She giggled. “Here, Mommy, you can have the rest,” she said, and skipped across the waiting room with my iPhone flashing in her hand. Lately she’d become addicted to a game called Style Queen, the object of which was to earn points to purchase accessories and makeup for a cartoon avatar who was all long hair and high heels. The more accessories you won for your avatar—shoes, hats, scarves, a makeup kit—the more levels of the game you could access. With each level, Ellie had explained to me, with many heaved sighs and eye rolls, you could get a new boyfriend.
“What about jobs?” I had asked. “Does Style Queen work? To get money for all that makeup, and her skirts and everything?”
Ellie frowned, then raised her chubby thumb and two fingers. “She can be an actress or a model or a singer.” Before I could ask follow-up questions, or try to use this as a teachable moment in which I would emphasize the importance of education and hard work and remind her that the way you looked was never ever the most important thing about you, my daughter had dashed off, leaving me to contemplate how we’d gone from The Feminine Mystique and Free to Be . . . You and Me to this in just one generation.
The magazine was still open to the quiz on the couch beside me. I grabbed it, bending my head to avoid the scrutiny of the übermommy two seats down whose adorable newborn was cradled against her body in a pristine Moby Wrap; the one who was not wearing linty black leggings from Target and whose eyebrows had enjoyed the recent attention of tweezers.

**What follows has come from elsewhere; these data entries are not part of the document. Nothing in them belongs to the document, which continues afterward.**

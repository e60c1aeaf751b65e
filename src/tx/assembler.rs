//! Transaction assembly: gas limit, fees, nonce and chain id for a transfer or call
//!
//! Chain id and fee mode are detected once when the assembler is built and
//! kept for its lifetime. An assembler that outlives a hard fork keeps the
//! old fee mode; build a new one instead.

use super::draft::TransactionDraft;
use super::gas::{FeeEstimator, FeeMode, FeeQuote};
use crate::chain::{ChainQuery, GasEstimateRequest};
use crate::config::{GasConfig, TRANSFER_GAS};
use crate::error::{WalletError, WalletResult};

use dashmap::DashMap;
use ethers::types::{Address, Bytes, U256};
use tracing::{debug, info, warn};

/// Builds unsigned transaction drafts against one chain
pub struct TransactionAssembler<Q> {
    /// Chain query interface
    chain: Q,
    /// Gas ceilings
    gas: GasConfig,
    /// Fee quoting
    fees: FeeEstimator,
    /// Chain id detected at construction
    chain_id: u64,
    /// Fee market detected at construction
    fee_mode: FeeMode,
    /// Whether an address has deployed code. Never invalidated, so an address
    /// redeployed with different code keeps its first answer.
    code_cache: DashMap<Address, bool>,
}

impl<Q: ChainQuery> TransactionAssembler<Q> {
    /// Create a new assembler, detecting fee mode and chain id up front
    pub async fn new(chain: Q, gas: GasConfig) -> WalletResult<Self> {
        let block = chain.get_latest_block().await?;
        let fee_mode = FeeMode::from_base_fee(block.base_fee_per_gas);
        let chain_id = chain.get_network_id().await?;

        info!(
            "Connected to chain {} at block {} ({:?} fees)",
            chain_id, block.number, fee_mode
        );

        Ok(Self {
            chain,
            fees: FeeEstimator::new(gas.max_gas_price_gwei),
            gas,
            chain_id,
            fee_mode,
            code_cache: DashMap::new(),
        })
    }

    /// Get the chain query interface
    pub fn chain(&self) -> &Q {
        &self.chain
    }

    pub fn chain_id(&self) -> u64 {
        self.chain_id
    }

    pub fn fee_mode(&self) -> FeeMode {
        self.fee_mode
    }

    /// Check whether an address has deployed bytecode
    pub async fn has_code(&self, address: Address) -> WalletResult<bool> {
        if let Some(cached) = self.code_cache.get(&address) {
            return Ok(*cached);
        }

        let code = self.chain.get_code(address).await?;
        let has_code = !code.is_empty();
        self.code_cache.insert(address, has_code);

        debug!("Address {:?} has code: {}", address, has_code);
        Ok(has_code)
    }

    /// Select the gas limit for a transfer or call
    ///
    /// Plain accounts get the intrinsic transfer cost. Contract calls are
    /// estimated with the configured default as the upper bound; an estimate
    /// landing exactly on that bound means the bound is too low to trust.
    pub async fn gas_limit(
        &self,
        from: Address,
        to: Address,
        data: &Bytes,
        value: U256,
    ) -> WalletResult<U256> {
        if !self.has_code(to).await? {
            return Ok(U256::from(TRANSFER_GAS));
        }

        let ceiling = U256::from(self.gas.default_limit);
        let request = GasEstimateRequest {
            from,
            to,
            gas: ceiling,
            value,
            data: if data.is_empty() {
                None
            } else {
                Some(data.clone())
            },
        };

        let estimate = self.chain.estimate_gas(&request).await?;
        if estimate == ceiling {
            return Err(WalletError::Config(format!(
                "gas estimate for {:?} hit the configured limit of {}; raise gas.default_limit",
                to, ceiling
            )));
        }

        debug!("Estimated {} gas for call to {:?}", estimate, to);
        Ok(estimate)
    }

    /// Quote fees for the next transaction; never cached across calls
    pub async fn fee_quote(&self) -> WalletResult<FeeQuote> {
        let Some(queried) = self.chain.get_gas_price().await? else {
            warn!(
                "Gas price unavailable, falling back to the {} wei ceiling",
                self.fees.max_gas_price()
            );
            return Ok(self.fees.fallback(self.fee_mode));
        };

        match self.fee_mode {
            FeeMode::Legacy => Ok(self.fees.legacy(queried)),
            FeeMode::Eip1559 => {
                let block = self.chain.get_latest_block().await?;
                let base_fee = block.base_fee_per_gas.ok_or_else(|| WalletError::NoResult {
                    operation: "baseFeePerGas of latest block".to_string(),
                })?;
                self.fees.eip1559(queried, base_fee)
            }
        }
    }

    /// Assemble an unsigned transaction from `from` to `to`
    ///
    /// Empty `data` makes a plain transfer. The nonce is read fresh from the
    /// chain with no reservation, so concurrent drafts for one sender collide.
    pub async fn make_transaction(
        &self,
        from: Address,
        to: Address,
        data: Bytes,
        value: U256,
    ) -> WalletResult<TransactionDraft> {
        let gas = self.gas_limit(from, to, &data, value).await?;
        let fee = self.fee_quote().await?;
        let nonce = self.chain.get_transaction_count(from).await?;

        let draft = TransactionDraft::new(nonce, to, gas, value, self.chain_id, data, fee);

        info!(
            "Assembled tx to {:?}: nonce {} gas {} value {} on chain {}",
            to, nonce, gas, value, self.chain_id
        );
        Ok(draft)
    }
}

Do you sometimes take more than the amount prescribed? Yes. Not always, but sometimes. I’d take one pill and then, ten or fifteen or twenty minutes later, if I wasn’t feeling the lift, the slow unwinding of the tight girdle of muscles around my neck and shoulders I’d expected, I’d take another.
Have you gotten intoxicated on alcohol or drugs more than two times in the past year? (You’re intoxicated if you use so much that you can’t function safely or normally or if other people think that you can’t function safely or normally.)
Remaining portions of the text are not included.